Variations in Env-V3 sequences that alter coreceptor phenotype are specific examples of sequence changes that take place throughout the HIV-1 genome during an ongoing HIV-1 replication. The present studies were based on the general hypothesis that changes in Env-V3 that alter the coreceptor phenotype lead to changes elsewhere in the genome. This is likely due to functional changes that are linked to coreceptor usage and, by extension, the identity of the infected cell. The overall goal of this study was to perform comparative analyses of the accessory viral protein R (Vpr) with regard to R5 and X4 HIV-1 quasispecies. Vpr is a 96 amino acid protein with three characteristic α-helical secondary structures, α-helix 1 (positions 17–33), α-helix 2 (positions 38–50), and α-helix 3 (positions 53–78). The three helices are flanked by two, nonstructural, but functional, N- and C-terminal domains [79]. In general, Vpr has been understudied relative to other HIV-1 proteins, despite its multifaceted roles in the replication cycle, activity as an extracellular protein, and contributions to HIV-1-associated neuropathogenesis.

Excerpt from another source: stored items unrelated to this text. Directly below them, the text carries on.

//! Payload text decoding.
//!
//! Decoded text is a convenience view; the raw bytes travel alongside it unchanged.

use base64::Engine;
use serde::{Serialize, Serializer};

/// Text encoding used to derive `text` from `raw_bytes`
#[derive(Debug, Clone, Copy, PartialEq, Eq, Hash, Serialize)]
#[serde(rename_all = "lowercase")]
pub enum Encoding {
    Utf8,
    /// ISO-8859-1
    Latin1,
}

impl Encoding {
    /// Re-encode `text` under this encoding.
    ///
    /// Returns `None` if `text` holds a character outside Latin-1 when encoding as Latin-1.
    pub fn encode(self, text: &str) -> Option<Vec<u8>> {
        match self {
            Encoding::Utf8 => Some(text.as_bytes().to_vec()),
            Encoding::Latin1 => text
                .chars()
                .map(|c| u8::try_from(u32::from(c)).ok())
                .collect(),
        }
    }
}

/// Decode raw payload bytes to text.
///
/// Strict UTF-8 first; anything that is not valid UTF-8 is read as ISO-8859-1, which maps every
/// byte to the code point of the same value and so cannot fail.
pub fn normalize(raw: &[u8]) -> (String, Encoding) {
    match std::str::from_utf8(raw) {
        Ok(text) => (text.to_string(), Encoding::Utf8),
        Err(_) => (raw.iter().map(|&b| b as char).collect(), Encoding::Latin1),
    }
}

pub(crate) fn serialize_base64<S: Serializer>(bytes: &bytes::Bytes, s: S) -> Result<S::Ok, S::Error> {
    s.serialize_str(&base64::engine::general_purpose::STANDARD.encode(bytes))
}
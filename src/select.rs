//! Ranking and reduction of competing candidates on one page.

use crate::BarcodeCandidate;
use std::cmp::Ordering;

/// Share of the smaller box that must be covered for two detections to count as one symbol
const DUPLICATE_OVERLAP: f64 = 0.5;

/// Ranking order: higher confidence, then larger area, then closer to the image center.
///
/// A missing confidence ranks below any reported one.
pub fn rank_cmp(a: &BarcodeCandidate, b: &BarcodeCandidate) -> Ordering {
    let confidence = match (a.confidence, b.confidence) {
        (Some(x), Some(y)) => y.total_cmp(&x),
        (Some(_), None) => Ordering::Less,
        (None, Some(_)) => Ordering::Greater,
        (None, None) => Ordering::Equal,
    };
    confidence
        .then_with(|| b.area().cmp(&a.area()))
        .then_with(|| a.center_distance.total_cmp(&b.center_distance))
}

/// Sort best first. Stable, so equal candidates keep decoder order.
pub fn rank(candidates: &mut [BarcodeCandidate]) {
    candidates.sort_by(rank_cmp);
}

/// Whether two candidates are detections of the same physical symbol
pub fn is_duplicate(a: &BarcodeCandidate, b: &BarcodeCandidate) -> bool {
    if a.page_index != b.page_index {
        return false;
    }
    if a.format == b.format && a.raw_bytes == b.raw_bytes {
        return true;
    }
    if !a.same_bitmap(b) {
        return false;
    }
    let smaller = a.area().min(b.area());
    if smaller == 0 {
        return false;
    }
    a.bbox.intersection_area(&b.bbox) as f64 / smaller as f64 >= DUPLICATE_OVERLAP
}

/// Rank candidates and drop duplicate detections of the same symbol.
///
/// Non-overlapping symbols are separate tickets and all survive, best first. Among
/// overlapping detections only the best-ranked one is kept.
pub fn select(mut candidates: Vec<BarcodeCandidate>) -> Vec<BarcodeCandidate> {
    rank(&mut candidates);

    let mut kept: Vec<BarcodeCandidate> = Vec::with_capacity(candidates.len());
    for candidate in candidates {
        if kept.iter().any(|k| is_duplicate(k, &candidate)) {
            log::debug!(
                "[Select] page {}: dropping duplicate {} detection",
                candidate.page_index + 1,
                candidate.format
            );
            continue;
        }
        kept.push(candidate);
    }
    kept
}

#[cfg(test)]
pub(crate) mod tests {
    use super::*;
    use crate::{BarcodeFormat, BoundingBox, Encoding, ImageSource};
    use bytes::Bytes;

    pub(crate) fn candidate(format: BarcodeFormat, payload: &str, bbox: BoundingBox) -> BarcodeCandidate {
        BarcodeCandidate {
            page_index: 0,
            format,
            raw_bytes: Bytes::copy_from_slice(payload.as_bytes()),
            text: payload.to_string(),
            encoding_used: Encoding::Utf8,
            bbox,
            confidence: None,
            center_distance: 0.0,
            source: ImageSource::EmbeddedImage,
            dpi: None,
            pages_found: vec![0],
            image_ordinal: 0,
        }
    }

    fn sized(payload: &str, confidence: Option<f32>, area: u32, center_distance: f64) -> BarcodeCandidate {
        let mut c = candidate(
            BarcodeFormat::QrCode,
            payload,
            BoundingBox { x: 0, y: 0, width: area, height: 1 },
        );
        c.confidence = confidence;
        c.center_distance = center_distance;
        c
    }

    fn payloads(candidates: &[BarcodeCandidate]) -> Vec<&str> {
        candidates.iter().map(|c| c.text.as_str()).collect()
    }

    #[test]
    fn confidence_then_area_then_centrality() {
        let mut candidates = vec![
            sized("a100", Some(0.9), 100, 0.0),
            sized("a200", Some(0.9), 200, 0.0),
            sized("a999", Some(0.5), 999, 0.0),
        ];
        rank(&mut candidates);
        assert_eq!(payloads(&candidates), ["a200", "a100", "a999"]);

        let mut candidates = vec![sized("far", None, 50, 100.0), sized("near", None, 50, 10.0)];
        rank(&mut candidates);
        assert_eq!(payloads(&candidates), ["near", "far"]);
    }

    #[test]
    fn absent_confidence_ranks_lowest() {
        let mut candidates = vec![sized("none", None, 10_000, 0.0), sized("low", Some(0.0), 1, 0.0)];
        rank(&mut candidates);
        assert_eq!(payloads(&candidates), ["low", "none"]);
    }

    #[test]
    fn overlapping_detections_collapse_to_the_best() {
        let big = candidate(BarcodeFormat::QrCode, "real", BoundingBox { x: 10, y: 10, width: 100, height: 100 });
        let ghost = candidate(BarcodeFormat::QrCode, "reflection", BoundingBox { x: 20, y: 20, width: 60, height: 60 });
        let selected = select(vec![ghost, big]);
        assert_eq!(payloads(&selected), ["real"]);
    }

    #[test]
    fn separate_symbols_are_separate_tickets() {
        let left = candidate(BarcodeFormat::QrCode, "passenger-1", BoundingBox { x: 0, y: 0, width: 100, height: 100 });
        let right = candidate(BarcodeFormat::QrCode, "passenger-2", BoundingBox { x: 300, y: 0, width: 100, height: 100 });
        let selected = select(vec![left, right]);
        assert_eq!(selected.len(), 2);
    }

    #[test]
    fn same_payload_in_two_images_is_one_symbol() {
        let a = candidate(BarcodeFormat::QrCode, "same", BoundingBox { x: 0, y: 0, width: 100, height: 100 });
        let mut b = candidate(BarcodeFormat::QrCode, "same", BoundingBox { x: 500, y: 500, width: 80, height: 80 });
        b.image_ordinal = 1;
        assert_eq!(select(vec![a, b]).len(), 1);
    }

    #[test]
    fn boxes_from_different_bitmaps_do_not_overlap() {
        let a = candidate(BarcodeFormat::QrCode, "one", BoundingBox { x: 0, y: 0, width: 100, height: 100 });
        let mut b = candidate(BarcodeFormat::QrCode, "two", BoundingBox { x: 0, y: 0, width: 100, height: 100 });
        b.image_ordinal = 1;
        assert_eq!(select(vec![a, b]).len(), 2);
    }

    #[test]
    fn single_candidate_passes_through() {
        let only = candidate(BarcodeFormat::Aztec, "x", BoundingBox { x: 0, y: 0, width: 5, height: 5 });
        assert_eq!(select(vec![only.clone()]), vec![only]);
        assert!(select(Vec::new()).is_empty());
    }
}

Most critically, Vpr is essential for viral replication in macrophages but dispensable in T cells, suggesting cell type-specific functionality and possible coevolution with Env-V3 [10]. Since coreceptor usage is an important (but not absolute) determinant of cellular tropism, we hypothesized that coreceptor-associated genetic signatures would emerge in Vpr due to cell type-specific selective pressures that similarly direct coreceptor usage. Support for this hypothesis was provided by previous reports of specific HIV-1 Tat and LTR sequence signatures associated with coreceptor utilization, suggesting that selective pressures applied within specific cellular targets during the course of HIV-1 infection result in distinct transcriptional regulatory mechanisms [3, 6, 11]. Although coreceptor usage has been clearly linked to HIV-1 transmission as well as HIV-1-associated disease progression [1215], the degree and specificity of variations in Vpr that might contribute to such clinically significant events remain unexplored.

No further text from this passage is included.